中国TPP参加意欲は以前から──米政権の空白を狙ったのではない
オンライン形式で開催されたAPEC2020に出席した習近平(11月19日) APEC CEO DIALOGUES MALAYSIA 2020/REUTERS TV
習近平は20日のAPEC首脳会談でTPP11 への参加意欲を表明したが、2017年のアメリカ離脱直後に表明しており停止条項に注目していた。RCEP締結を優先しただけで米政権の空白を狙ったわけではない。
習近平がAPECでTPP11 への参加意欲を表明
11月20日夜からリモートで開催されたAPEC(アジア太平洋経済協力会議)の首脳会議で、習近平国家主席はCPTPP=TPP11 (環太平洋パートナーシップに関する包括的および先進的な協定)への参加に意欲を示した。
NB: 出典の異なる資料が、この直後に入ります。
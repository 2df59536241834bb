use crate::domain::{LocationUpdate, POINT};
use mongodb::{
    bson::{doc, Document},
    options::UpdateOptions,
};

/// Document field holding the driver id. One document exists per value.
pub const DRIVER_ID_FIELD: &str = "userID";

/// The filter, update and options passed to a single `update_one` call.
#[derive(Debug, Clone)]
pub struct UpdateQuery {
    pub filter: Document,
    pub update: Document,
    pub options: Option<UpdateOptions>,
}

/// Filter matching the document of one driver.
pub fn driver_lookup(driver_id: &str) -> Document {
    doc! { DRIVER_ID_FIELD: driver_id }
}

/// Upserts the driver's document. The geometry type is only written when the document is
/// created; later updates replace the status and coordinates.
pub fn driver_location_update(update: &LocationUpdate) -> UpdateQuery {
    let coordinates = update.coordinates;
    UpdateQuery {
        filter: driver_lookup(&update.driver_id),
        update: doc! {
            "$set": {
                "status": update.status.code(),
                "location.coordinates": [coordinates.longitude, coordinates.latitude],
            },
            "$setOnInsert": {
                "location.type": POINT,
            },
        },
        options: Some(UpdateOptions::builder().upsert(true).build()),
    }
}

/// Replaces the status of an existing driver. Matches nothing when the driver is unknown.
pub fn driver_status_update(driver_id: &str, status: &str) -> UpdateQuery {
    UpdateQuery {
        filter: driver_lookup(driver_id),
        update: doc! { "$set": { "status": status } },
        options: None,
    }
}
TPP11 は今さら説明するまでもないが、トランプ政権が誕生するとすぐに(2017年1月)トランプ大統領がTPP(12ヵ国)からの離脱を宣言したため残り11ヵ国で新たに締結した協定だ。
習近平は20日のAPECのスピーチで「世界とアジア太平洋地域は大きな変革期にあり、新型コロナウイルスの感染拡大がそれを加速させている」と述べ、2017年以降何度もくり返してきた「単独主義や保護主義に反対し、自由で開かれた貿易や投資を促進させ、早期にアジア太平洋地域の自由貿易圏を構築しなければならない」という主張を強調した。
これに関して日本の大手メディアは「アメリカの大統領選挙による政権の空白に乗じた決定だ」と解説しているが、これは不適切な解釈だ。
なぜなら今年5月28日、李克強首相が全人代終了後の記者会見で既にTPP11への参加について「中国は前向きで開放的な態度を取っている」と述べているからだ。そもそも2017年の時点で中国外務省は正式に参加に意欲的である旨の発言をしている。
2017年1月に既に意思表明
2017年1月24日の中国の外交部記者会見で、中国はすでにアメリカが離脱した後のTPPへの参加に意欲を表明している。
というのはトランプがTPPを離脱する文書に正式に署名するとすぐに、オーストラリアのスティーブン・チョーボー貿易・観光・投資大臣は中国に「アメリカが抜けたので、TPPに加盟しませんか?」と打診してきたのだ。
当時、オーストラリアのターンブル首相とトランプ大統領は犬猿の仲で、トランプ大統領はターンブル首相との電話会談を途中で打ち切り「過去最悪の対談だった」と述べたことは記憶に新しい。